##### RECORDS TO USE

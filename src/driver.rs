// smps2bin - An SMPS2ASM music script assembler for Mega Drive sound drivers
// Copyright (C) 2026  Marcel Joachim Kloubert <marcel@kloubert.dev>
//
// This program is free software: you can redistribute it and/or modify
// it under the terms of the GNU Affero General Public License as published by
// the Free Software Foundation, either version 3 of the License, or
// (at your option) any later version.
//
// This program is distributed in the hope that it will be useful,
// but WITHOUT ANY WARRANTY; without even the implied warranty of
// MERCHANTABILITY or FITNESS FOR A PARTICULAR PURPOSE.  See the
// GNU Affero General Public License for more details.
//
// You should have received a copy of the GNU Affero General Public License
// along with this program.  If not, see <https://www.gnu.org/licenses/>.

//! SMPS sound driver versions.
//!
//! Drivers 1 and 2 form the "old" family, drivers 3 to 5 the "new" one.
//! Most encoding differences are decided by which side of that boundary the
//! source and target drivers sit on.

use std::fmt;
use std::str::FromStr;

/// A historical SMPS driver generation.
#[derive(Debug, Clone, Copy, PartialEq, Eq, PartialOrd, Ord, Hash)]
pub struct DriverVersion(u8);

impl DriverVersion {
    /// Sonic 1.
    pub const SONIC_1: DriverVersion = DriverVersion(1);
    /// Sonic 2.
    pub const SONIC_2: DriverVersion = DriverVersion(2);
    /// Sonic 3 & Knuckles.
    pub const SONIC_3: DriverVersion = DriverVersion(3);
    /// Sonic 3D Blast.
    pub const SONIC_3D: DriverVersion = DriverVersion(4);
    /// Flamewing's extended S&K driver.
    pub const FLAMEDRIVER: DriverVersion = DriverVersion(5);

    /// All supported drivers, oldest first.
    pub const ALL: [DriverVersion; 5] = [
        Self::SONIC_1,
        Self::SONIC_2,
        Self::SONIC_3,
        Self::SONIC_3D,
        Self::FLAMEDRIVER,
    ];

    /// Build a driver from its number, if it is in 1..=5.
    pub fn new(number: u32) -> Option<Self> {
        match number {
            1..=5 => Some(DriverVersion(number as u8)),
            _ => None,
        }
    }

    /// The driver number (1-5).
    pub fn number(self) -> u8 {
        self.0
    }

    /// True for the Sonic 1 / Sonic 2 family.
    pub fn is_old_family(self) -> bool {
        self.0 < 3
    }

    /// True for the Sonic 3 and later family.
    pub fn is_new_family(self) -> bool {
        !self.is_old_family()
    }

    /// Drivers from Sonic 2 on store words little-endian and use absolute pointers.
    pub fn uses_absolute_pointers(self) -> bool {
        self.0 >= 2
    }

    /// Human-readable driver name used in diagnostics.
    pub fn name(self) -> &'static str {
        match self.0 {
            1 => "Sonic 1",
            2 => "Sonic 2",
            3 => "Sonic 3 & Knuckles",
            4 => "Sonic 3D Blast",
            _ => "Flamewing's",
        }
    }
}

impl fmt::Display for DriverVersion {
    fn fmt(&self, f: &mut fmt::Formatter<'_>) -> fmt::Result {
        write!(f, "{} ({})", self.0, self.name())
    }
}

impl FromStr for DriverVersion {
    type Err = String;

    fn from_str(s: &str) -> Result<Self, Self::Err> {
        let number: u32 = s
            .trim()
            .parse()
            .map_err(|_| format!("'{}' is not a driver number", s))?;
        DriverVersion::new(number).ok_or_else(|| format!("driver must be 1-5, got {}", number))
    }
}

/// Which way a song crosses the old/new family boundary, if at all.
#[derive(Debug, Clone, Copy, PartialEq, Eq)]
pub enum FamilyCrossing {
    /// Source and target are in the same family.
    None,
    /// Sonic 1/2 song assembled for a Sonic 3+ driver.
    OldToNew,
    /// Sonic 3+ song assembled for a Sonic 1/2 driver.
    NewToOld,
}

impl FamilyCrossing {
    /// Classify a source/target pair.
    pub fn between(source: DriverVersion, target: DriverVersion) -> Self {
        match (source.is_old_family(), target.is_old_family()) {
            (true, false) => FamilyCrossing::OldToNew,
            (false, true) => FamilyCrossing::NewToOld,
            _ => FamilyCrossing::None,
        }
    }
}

##########

## REQUIRED WORK:
Show every line above in which the word "that" is found.

## EXERCISE ANSWER:
// This program is distributed in the hope that it will be useful,
//! Most encoding differences are decided by which side of that boundary the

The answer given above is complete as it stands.